DESCRIPTION OF EXAMPLES FOR VARIOUS EMBODIMENTS

Example 1

[0042] A series of laboratory experiments may be carried out using tubes of various diameters and lengths containing vapor microdroplets of varying diameters, through which light is delivered at the orifices of the tubes. Maximum light transmission is measured at the ends of the tubes opposite the orifice, in order to determine the optimum range of vapor microdroplet sizes and microdroplet density that transmits an effective total light dose, which activates at least one photosensitizer. In addition, various combinations and concentrations of photosensitizers are tested for pathogen and toxin inactivation and degradation at various light transmission parameters. Speed and degree of pathogen and toxin inactivation and degradation are determined to select the optimal the photosensitizer and light conditions, which includes a determination of optimal vapor microdroplet speed and flow in the various tube diameters, lengths, and configurations. Configurations may include linear straight disposition of the tubes, with or without coiling and bending configurations. Test pathogens and toxins are inoculated into the tubes at various distances, and in various amounts for inactivation and killing tests. In these experiments, the microdroplets may contain at least one photosensitizer formulation in an aqueous solution, with the microdroplets serving a dual purpose of light transmission and photoactivation for decontamination purposes.

Example 2

[0043] Another experiment may include a balloon tipped urinary catheter that is decontaminated using a system comprising an oral riboflavin formulation and a methylene blue formulation which is contained within the positioning balloon which is part of the urinary catheter, as in the well-known Foley urinary catheter.
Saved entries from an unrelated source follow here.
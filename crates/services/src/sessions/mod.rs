mod attempt;
mod controller;
mod events;
mod progress;
mod view;

// Public API of the session subsystem.
pub use crate::error::{AttemptError, ControllerError};
pub use attempt::QuizAttempt;
pub use controller::{CompletionOutcome, QuizSessionController};
pub use events::{AttemptEvent, EventReceiver, EventSender};
pub use progress::AttemptProgress;
pub use view::AttemptView;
The methylene blue formulation is injected through the balloon fluid filling port into the reservoir balloon, which incorporates a membrane interface with the drainage catheter which allows for passage of a metered amount of methylene blue solution into the urine drainage part of the urinary catheter. Photoactivating light, which in the case of methylene blue and riboflavin are centered on the red and blue absorption bands respectively, is supplied by a light source, which may be a light emitting diode array located external to the distal urethral orifice. The light source transmits light from a distal to proximal direction, causing a pathogen inactivation and killing effect within the drainage catheter. An option is bidirectional light delivery, simultaneously into the urinary drainage channel and the drainage collection bag. The oral riboflavin will be excreted into the urinary tract, eventually into the bladder. With blue light directed into the bladder, pathogens in the bladder can be inactivated and killed. In addition, if the positioning balloon is temporarily partially deflated or positioned deeper into the bladder, which allows for leakage of riboflavin containing urine around the exterior of the catheter, pathogens external to the catheter wall can be inactivated and killed by light transmitted through the wall of the catheter, which in this case is comprised of an optically transparent polymer.

Example 3

[0044] Another experiment may be performed during the precleaning and/manual cleaning stage of a high level endoscope disinfection, an aqueous solution containing at least one photosensitizer such as methylene blue and/or riboflavin, at concentrations ranging from 10 to 1000 micromolar are injected from a polymeric catheter into the proximal mouths of one or more endoscope channels. The injection process occurs till the aqueous fluid is visualized at the distal end. Light is then delivered, red light for methylene blue and blue light for riboflavin into the distal and/or proximal ends of the endoscope channels, photoactivating the photosensitizer(s) for antimicrobial effect, which includes biofilm eradication.